Un nouveau défi pour atteindre 14% de recouvrement fiscal en 2019, est lancé. La direction générale des impôts mise sur la lutte contre la fraude fiscale et la transparence.

La chasse est ouverte. La direction générale des impôts (DGI) vient de définir son plan quinquennal, hier. Avec ce programme, le fisc compte atteindre l’objectif fixé par la politique nationale du développement, qui est de 14% du produit intérieur brut (PIB).  Pour ce faire, il n’ira pas par quatre chemins, mais s’attaquera au mal, à savoir la fraude fiscale. « L’élargisse­ment de l’assiette fiscale par la lutte contre la fraude fiscale la plus grave, la mise en place d’une unité de renseignements auprès des services fiscaux, et le recensement de l’informel s’inscrit pleinement dans cette orientation stratégique », indique le communiqué de la DGI.
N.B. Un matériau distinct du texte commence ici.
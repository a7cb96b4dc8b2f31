//! ReplayEngine & Validator: `spec.md` §4.10. Grounded on
//! `orchestrator/engine/replay_engine.py` (load-all, sort, replay) and
//! `audit-ledger/cli/export_ledger.py` (range-scan over ledger entries).
//! Read-only: never writes into any domain store.

use re_crypto::KeyStore;
use re_ledger::AuditLedger;
use re_records::{Alert, PolicyBundle, RoutingDecision};

use crate::domain_lookup::DomainLookup;
use crate::error::Result;
use crate::replay_routing_decision;
use crate::report::{FailureKind, FirstFailure, ValidationReport};

/// A signed artifact whose custody (signature under its advertised key)
/// must be checked — a bundle, playbook, report, or command envelope
/// already reduced to its canonical-bytes-and-signature shape by the
/// caller (`spec.md` §4.10 step 3).
pub struct CustodyArtifact {
    pub label: String,
    pub key_id: String,
    pub canonical_bytes: Vec<u8>,
    pub signature: String,
}

/// One routing simulation input: the bundle and alert to replay against,
/// plus the originally-stored decision to compare byte-for-byte
/// (`spec.md` §4.10 step 5, §8: "up to the fresh decision_id and
/// decision_timestamp, which are supplied as inputs during replay").
pub struct RoutingSimulation<'a> {
    pub bundle: &'a PolicyBundle,
    pub alert: &'a Alert,
    pub stored_decision: &'a RoutingDecision,
}

pub struct Validator;

impl Validator {
    /// Run every check in `spec.md` §4.10's order, stopping at the first
    /// failure (the core "never swallows errors... live write paths fail
    /// fast on the first error" policy from §7, applied to the one
    /// validator run that aggregates checks).
    pub fn run(
        ledger: &AuditLedger,
        keystore: &KeyStore,
        domain_lookup: &dyn DomainLookup,
        custody_artifacts: &[CustodyArtifact],
        policy_bundles: &[PolicyBundle],
        routing_simulations: &[RoutingSimulation<'_>],
    ) -> Result<ValidationReport> {
        let (entries, _recovery) = ledger.read_all()?;
        let entries_checked = entries.len();

        if let Some(failure) = Self::ledger_checks(ledger, keystore)? {
            return Ok(ValidationReport::fail(entries_checked, failure));
        }
        if let Some(failure) = Self::integrity_checks(&entries, domain_lookup) {
            return Ok(ValidationReport::fail(entries_checked, failure));
        }
        if let Some(failure) = Self::custody_checks(keystore, custody_artifacts) {
            return Ok(ValidationReport::fail(entries_checked, failure));
        }
        if let Some(failure) = Self::config_checks(policy_bundles) {
            return Ok(ValidationReport::fail(entries_checked, failure));
        }
        if let Some(failure) = Self::simulation_checks(routing_simulations)? {
            return Ok(ValidationReport::fail(entries_checked, failure));
        }

        Ok(ValidationReport::pass(entries_checked))
    }

    fn ledger_checks(ledger: &AuditLedger, keystore: &KeyStore) -> Result<Option<FirstFailure>> {
        match ledger.verify_chain(keystore) {
            Ok(()) => Ok(None),
            Err(re_ledger::LedgerError::SeqMismatch { expected, actual }) => Ok(Some(FirstFailure {
                kind: FailureKind::LedgerSeqMismatch,
                location: format!("ledger seq {actual}"),
                detail: format!("expected seq {expected}, got {actual}"),
            })),
            Err(re_ledger::LedgerError::ChainBroken { seq, reason }) => Ok(Some(FirstFailure {
                kind: FailureKind::LedgerChainBroken,
                location: format!("ledger seq {seq}"),
                detail: reason,
            })),
            Err(other) => Err(other.into()),
        }
    }

    fn integrity_checks(
        entries: &[re_records::LedgerEntry],
        domain_lookup: &dyn DomainLookup,
    ) -> Option<FirstFailure> {
        for entry in entries {
            match domain_lookup.verify(entry.record_kind, &entry.record_ref) {
                Some(true) => continue,
                Some(false) => {
                    return Some(FirstFailure {
                        kind: FailureKind::ImmutableHashMismatch,
                        location: format!("ledger seq {}", entry.seq),
                        detail: format!(
                            "recomputed hash for record_ref {} no longer matches",
                            entry.record_ref
                        ),
                    })
                }
                None => {
                    return Some(FirstFailure {
                        kind: FailureKind::MissingDomainRecord,
                        location: format!("ledger seq {}", entry.seq),
                        detail: format!(
                            "record_ref {} not found in domain store for {:?}",
                            entry.record_ref, entry.record_kind
                        ),
                    })
                }
            }
        }
        None
    }

    fn custody_checks(keystore: &KeyStore, artifacts: &[CustodyArtifact]) -> Option<FirstFailure> {
        for artifact in artifacts {
            let public_key = match keystore.load_public(&artifact.key_id) {
                Ok(key) => key,
                Err(err) => {
                    return Some(FirstFailure {
                        kind: FailureKind::CustodySignatureInvalid,
                        location: artifact.label.clone(),
                        detail: err.to_string(),
                    })
                }
            };
            if let Err(err) =
                re_crypto::verify_canonical(&public_key, &artifact.canonical_bytes, &artifact.signature)
            {
                return Some(FirstFailure {
                    kind: FailureKind::CustodySignatureInvalid,
                    location: artifact.label.clone(),
                    detail: err.to_string(),
                });
            }
        }
        None
    }

    fn config_checks(bundles: &[PolicyBundle]) -> Option<FirstFailure> {
        for bundle in bundles {
            if let Err(err) = bundle.validate_priority_uniqueness() {
                return Some(FirstFailure {
                    kind: FailureKind::PolicyPriorityConflict,
                    location: format!("bundle {}", bundle.bundle_id),
                    detail: err.to_string(),
                });
            }
        }
        None
    }

    fn simulation_checks(simulations: &[RoutingSimulation<'_>]) -> Result<Option<FirstFailure>> {
        for sim in simulations {
            let replayed = replay_routing_decision(
                sim.bundle,
                sim.alert,
                sim.stored_decision.decision_id.clone(),
                sim.stored_decision.decision_timestamp.clone(),
            );
            let replayed_bytes = replayed.canonical_for_comparison()?;
            let stored_bytes = sim.stored_decision.canonical_for_comparison()?;
            if replayed_bytes != stored_bytes {
                return Ok(Some(FirstFailure {
                    kind: FailureKind::RoutingSimulationMismatch,
                    location: format!("alert {}", sim.alert.alert_id),
                    detail: "replayed routing decision differs from the stored decision".to_string(),
                }));
            }
        }
        Ok(None)
    }
}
Madagascar figure parmi les pays africains qui présentent un très faible taux de recouvrement des impôts. L’amélioration de l’efficacité de la douane et du fisc fait partie des recommandations successives de nos bailleurs de fonds. Selon la loi des finances, les recettes fiscales nettes escomptées pour 2016 sont à hauteur de 3429,1 milliards ariary, soit un taux de pression fiscale de 10,4%. Il s’agit d’une augmentation en volume de 20,6% des recettes fiscales, contre une estimation à 2843,6 milliards d’ariary pour 2015.
Pour gagner la confiance des contribuables, l’administration fiscale mise sur la transparence. Elle s’engage ainsi à publier régulièrement des compte-rendus de ses activités, de ses résultats, et des informations utiles à ces derniers. À cela s’ajoutent l’amélioration de la qualité de service, la mise en place des centres fiscaux pour se rapprocher davantage des censitaires, ainsi que l’amélioration de la sécurité juridique offerte aux opérateurs économiques.
La DGI fera appel à des services externes pour faire une évaluation de ses services auprès des imposables. « Cette mesure est prise pour promouvoir la transparence au niveau de la direction, et améliorer la qualité des services offerts aux contribuables. Nous allons alors faire appel à des entreprises qualifiées pour cette action »,  a fait savoir Iouri Garisse Razafindrakoto, directeur général des impôts, hier. À en croire ses déclarations, « des discussions sont déjà engagées avec quelques organisations, notamment Transparency International et l’Institut national des statistiques (Instat). Ces derniers ont en effet l’expérience nécessaire pour l’évaluation de la qualité de travail », a-t-il avancé.